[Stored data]
· · ·
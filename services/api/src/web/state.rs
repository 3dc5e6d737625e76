//! services/api/src/web/state.rs
//!
//! Defines the application's shared state.

use crate::config::Config;
use portfolio_copilot_core::ports::UpdatePublisher;
use portfolio_copilot_core::{DialogueEngine, ToolCallingLoop};
use std::sync::Arc;

/// The shared application state, created once at startup and passed to all handlers.
#[derive(Clone)]
pub struct AppState {
    pub config: Arc<Config>,
    /// Serves `/copilot`.
    pub dialogue: DialogueEngine,
    /// Serves `/agent`.
    pub agent: ToolCallingLoop,
    /// Serves `/update_content`.
    pub publisher: Arc<dyn UpdatePublisher>,
}
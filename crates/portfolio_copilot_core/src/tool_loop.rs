//! crates/portfolio_copilot_core/src/tool_loop.rs
//!
//! The model-driven mode: the whole transcript goes to the chat model together
//! with the declared tools, and a tool call is executed locally before a second
//! model call produces the reply.

use std::sync::Arc;
use tracing::{error, info, warn};

use crate::domain::{ChatMessage, Session};
use crate::error::CopilotError;
use crate::ports::{ChatModel, ModelReply, PortError, SessionStore};
use crate::tools::{tool_specs, ToolHandlers, ToolInvocation};

pub const DEFAULT_SYSTEM_PROMPT: &str = "You are a portfolio assistant. You help the user add \
projects and work experience to their personal website. Ask for any required details that are \
missing, then call the matching function. After a function runs, tell the user plainly whether \
the update succeeded.";

/// Runs one conversation turn per inbound message.
#[derive(Clone)]
pub struct ToolCallingLoop {
    store: Arc<dyn SessionStore>,
    model: Arc<dyn ChatModel>,
    handlers: ToolHandlers,
    system_prompt: String,
}

impl ToolCallingLoop {
    pub fn new(
        store: Arc<dyn SessionStore>,
        model: Arc<dyn ChatModel>,
        handlers: ToolHandlers,
        system_prompt: impl Into<String>,
    ) -> Self {
        Self {
            store,
            model,
            handlers,
            system_prompt: system_prompt.into(),
        }
    }

    /// Handles `message` for `user_id` and returns the model's reply.
    pub async fn run_turn(&self, user_id: &str, message: &str) -> Result<String, CopilotError> {
        let mut session = self
            .store
            .get(user_id)
            .await?
            .unwrap_or_else(|| Session::new(user_id));
        if session.history.is_empty() {
            session
                .history
                .push(ChatMessage::system(self.system_prompt.clone()));
        }
        session.history.push(ChatMessage::user(message));

        let specs = tool_specs();
        let first = self.model.complete(&session.history, &specs).await;
        let first = match first {
            Ok(reply) => reply,
            Err(e) => {
                self.save(user_id, &mut session).await?;
                return Err(e.into());
            }
        };

        let (name, arguments) = match first {
            ModelReply::Content(reply) => {
                session.history.push(ChatMessage::assistant(reply.clone()));
                self.save(user_id, &mut session).await?;
                return Ok(reply);
            }
            ModelReply::ToolCall { name, arguments } => (name, arguments),
        };

        session
            .history
            .push(ChatMessage::assistant_call(name.clone(), arguments.clone()));
        let invocation = match ToolInvocation::parse(&name, &arguments, user_id) {
            Ok(invocation) => invocation,
            Err(e) => {
                error!(user_id, tool = %name, "Rejected tool call: {}", e);
                self.save(user_id, &mut session).await?;
                return Err(e.into());
            }
        };

        info!(user_id, tool = invocation.kind().name(), "Dispatching tool call.");
        let outcome = self.handlers.execute(invocation).await;
        session
            .history
            .push(ChatMessage::function(name, outcome.to_message_content()));

        let reply = match self.model.complete(&session.history, &[]).await {
            Ok(ModelReply::Content(reply)) if !reply.trim().is_empty() => reply,
            Ok(ModelReply::Content(_)) => {
                warn!(user_id, "Model gave an empty summary; replying from the tool result.");
                outcome.summary()
            }
            Ok(ModelReply::ToolCall { name, .. }) => {
                warn!(user_id, tool = %name, "Model asked for a tool on the summary call; replying from the tool result.");
                outcome.summary()
            }
            Err(e) => {
                warn!(user_id, "Summary call failed, replying from the tool result: {}", e);
                outcome.summary()
            }
        };
        session.history.push(ChatMessage::assistant(reply.clone()));
        self.finish(user_id, &mut session, outcome.success).await?;
        Ok(reply)
    }

    async fn finish(&self, user_id: &str, session: &mut Session, success: bool) -> Result<(), PortError> {
        if success {
            info!(user_id, "Tool reported success; clearing session.");
            self.store.delete(user_id).await
        } else {
            self.save(user_id, session).await
        }
    }

    async fn save(&self, user_id: &str, session: &mut Session) -> Result<(), PortError> {
        session.touch();
        self.store.put(user_id, session).await
    }
}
· · ·
§ **REQUIREMENT**
Looking at the entries above, copy out every line in which "ModelReply" occurs.

§ **SOLUTION TO THE PROBLEM**
use crate::ports::{ChatModel, ModelReply, PortError, SessionStore};
            ModelReply::Content(reply) => {
            ModelReply::ToolCall { name, arguments } => (name, arguments),
            Ok(ModelReply::Content(reply)) if !reply.trim().is_empty() => reply,
            Ok(ModelReply::Content(_)) => {
            Ok(ModelReply::ToolCall { name, .. }) => {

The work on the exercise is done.